What you should do -
Copy out the lines of the records below, and only those lines, from the one with "store at once." through the one with "pub fn full(max: i32)", exactly as they appear.

Stored data entries:

//! Entities and the damage/death state machine.
//!
//! An entity is a flat component bundle: transform, health, movement
//! parameters, and per-kind extras (`brain` for enemies). Systems mutate
//! entities through `EntityStore`, collecting ids first and fetching
//! mutably after, so no system holds two borrows into the store at once.

use crate::movement::MoveParams;
use crate::probe::GroundCheck;
use crate::timer::Countdown;
use collision_core::{BodyRef, Collider, LayerMask, Shape};
use data_runtime::attack::AttackSpec;
use glam::Vec3;

#[derive(Copy, Clone, Debug, PartialEq, Eq, Hash, PartialOrd, Ord)]
pub struct EntityId(pub u32);

#[derive(Copy, Clone, Debug, PartialEq, Eq)]
pub enum EntityKind {
    Player,
    Enemy,
}

#[derive(Copy, Clone, Debug)]
pub struct Health {
    pub hp: i32,
    pub max: i32,
}

impl Health {
    pub fn full(max: i32) -> Self {
        Self { hp: max, max }
    }
    pub fn alive(&self) -> bool {
        self.hp > 0
    }
}

/// What `apply_damage` did.
#[derive(Copy, Clone, Debug, PartialEq, Eq)]
pub enum DamageOutcome {
    /// Target was dead or inside its damage window; nothing changed.
    Ignored,
    Applied { hp_after: i32 },
    /// Health reached zero on this application. Fires at most once.
    Died,
}

/// Per-enemy combat state: vision polling and the attack it swings with.
#[derive(Clone, Debug)]
pub struct EnemyBrain {
    pub found_player: bool,
    pub vision_poll: Countdown,
    pub vision_range: f32,
    pub attack_range: f32,
    pub attack: AttackSpec,
}

#[derive(Clone, Debug)]
pub struct Entity {
    pub id: EntityId,
    pub kind: EntityKind,
    /// Feet position; the proxy cylinder is centered `half_height` above.
    pub pos: Vec3,
    /// Facing, radians; zero faces +Z.
    pub yaw: f32,
    pub radius: f32,
    pub half_height: f32,
    pub hp: Health,
    /// False while the post-hit window or dash invulnerability runs.
    pub damageable: bool,
    /// False while a motion task (knockback, dash, attack drift) owns movement.
    pub ordinary_movement: bool,
    pub dead: bool,
    pub move_params: MoveParams,
    pub ground: GroundCheck,
    pub damage_cooldown_s: f32,
    pub damage_cooldown: Countdown,
    pub attack_cooldown: Countdown,
    pub dash_cooldown: Countdown,
    pub brain: Option<EnemyBrain>,
}

impl Entity {
    pub fn forward(&self) -> Vec3 {
        Vec3::new(self.yaw.sin(), 0.0, self.yaw.cos())
    }

    pub fn layer(&self) -> LayerMask {
        match self.kind {
            EntityKind::Player => LayerMask::PLAYER,
            EntityKind::Enemy => LayerMask::ENEMY,
        }
    }

    pub fn proxy(&self) -> Collider {
        Collider {
            shape: Shape::CylinderY {
                center: self.pos + Vec3::Y * self.half_height,
                radius: self.radius,
                half_height: self.half_height,
            },
            layers: self.layer(),
            body: BodyRef::Entity(self.id.0),
        }
    }

    /// Runs the intake side of the damage state machine. Negative amounts
    /// are treated as zero. Death is terminal: once `dead` is set, every
    /// later call is `Ignored`.
    pub fn apply_damage(&mut self, amount: i32) -> DamageOutcome {
        if self.dead || !self.damageable {
            return DamageOutcome::Ignored;
        }
        let amount = amount.max(0);
        self.hp.hp = (self.hp.hp - amount).max(0);
        if !self.hp.alive() {
            self.dead = true;
            self.damageable = false;
            return DamageOutcome::Died;
        }
        self.damageable = false;
        self.damage_cooldown.reset(self.damage_cooldown_s);
        DamageOutcome::Applied { hp_after: self.hp.hp }
    }
}

#[cfg(test)]
impl Entity {
    /// Bare entity for unit tests; tweak fields per case.
    pub(crate) fn stub(id: u32, kind: EntityKind, pos: Vec3) -> Self {
        Entity {
            id: EntityId(id),
            kind,
            pos,
            yaw: 0.0,
            radius: 0.5,
            half_height: 1.0,
            hp: Health::full(100),
            damageable: true,
            ordinary_movement: true,
            dead: false,
            move_params: MoveParams { speed_mps: 10.0, rotation_rate: 10.0, gravity: 9.0 },
            ground: GroundCheck::default(),
            damage_cooldown_s: 0.2,
            damage_cooldown: Countdown::default(),
            attack_cooldown: Countdown::default(),
            dash_cooldown: Countdown::default(),
            brain: None,
        }
    }
}

#[derive(Default)]
pub struct EntityStore {
    next_id: u32,
    entities: Vec<Entity>,
}

impl EntityStore {
    pub fn spawn(&mut self, mk: impl FnOnce(EntityId) -> Entity) -> EntityId {
        self.next_id += 1;
        let id = EntityId(self.next_id);
        self.entities.push(mk(id));
        id
    }

    pub fn get(&self, id: EntityId) -> Option<&Entity> {
        self.entities.iter().find(|e| e.id == id)
    }

    pub fn get_mut(&mut self, id: EntityId) -> Option<&mut Entity> {
        self.entities.iter_mut().find(|e| e.id == id)
    }

    pub fn iter(&self) -> impl Iterator<Item = &Entity> {
        self.entities.iter()
    }

    pub fn iter_mut(&mut self) -> impl Iterator<Item = &mut Entity> {
        self.entities.iter_mut()
    }

    pub fn ids(&self) -> Vec<EntityId> {
        self.entities.iter().map(|e| e.id).collect()
    }

    /// Drops dead entities matching `pred` (the player corpse is kept so the
    /// embedder can still read its state after a game-over request).
    pub fn remove_dead(&mut self, pred: impl Fn(&Entity) -> bool) {
        self.entities.retain(|e| !(e.dead && pred(e)));
    }

    /// Proxy colliders for every living entity; rebuilt once per tick.
    pub fn proxies(&self) -> Vec<Collider> {
        self.entities.iter().filter(|e| !e.dead).map(|e| e.proxy()).collect()
    }
}

#[cfg(test)]
mod tests {
    use super::*;

    fn dummy(id: EntityId) -> Entity {
        let mut e = Entity::stub(id.0, EntityKind::Enemy, Vec3::ZERO);
        e.hp = Health::full(50);
        e
    }

    #[test]
    fn damage_window_swallows_repeat_hits() {
        let mut e = dummy(EntityId(1));
        assert_eq!(e.apply_damage(10), DamageOutcome::Applied { hp_after: 40 });
        // Inside the window: the second hit is dropped entirely.
        assert_eq!(e.apply_damage(10), DamageOutcome::Ignored);
        assert_eq!(e.hp.hp, 40);
        // Window expires, hits land again.
        e.damage_cooldown.tick(0.2);
        e.damageable = true;
        assert_eq!(e.apply_damage(10), DamageOutcome::Applied { hp_after: 30 });
    }

    #[test]
    fn death_is_terminal_and_fires_once() {
        let mut e = dummy(EntityId(1));
        assert_eq!(e.apply_damage(50), DamageOutcome::Died);
        assert!(e.dead);
        assert_eq!(e.hp.hp, 0);
        e.damageable = true; // even forced back on, dead stays dead
        assert_eq!(e.apply_damage(10), DamageOutcome::Ignored);
        assert_eq!(e.hp.hp, 0);
    }

    #[test]
    fn negative_damage_never_heals() {
        let mut e = dummy(EntityId(1));
        assert_eq!(e.apply_damage(-30), DamageOutcome::Applied { hp_after: 50 });
        assert_eq!(e.hp.hp, 50);
    }

    #[test]
    fn overkill_clamps_to_zero() {
        let mut e = dummy(EntityId(1));
        assert_eq!(e.apply_damage(999), DamageOutcome::Died);
        assert_eq!(e.hp.hp, 0);
    }
}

Solved exercise -
//! mutably after, so no system holds two borrows into the store at once.

use crate::movement::MoveParams;
use crate::probe::GroundCheck;
use crate::timer::Countdown;
use collision_core::{BodyRef, Collider, LayerMask, Shape};
use data_runtime::attack::AttackSpec;
use glam::Vec3;

#[derive(Copy, Clone, Debug, PartialEq, Eq, Hash, PartialOrd, Ord)]
pub struct EntityId(pub u32);

#[derive(Copy, Clone, Debug, PartialEq, Eq)]
pub enum EntityKind {
    Player,
    Enemy,
}

#[derive(Copy, Clone, Debug)]
pub struct Health {
    pub hp: i32,
    pub max: i32,
}

impl Health {
    pub fn full(max: i32) -> Self {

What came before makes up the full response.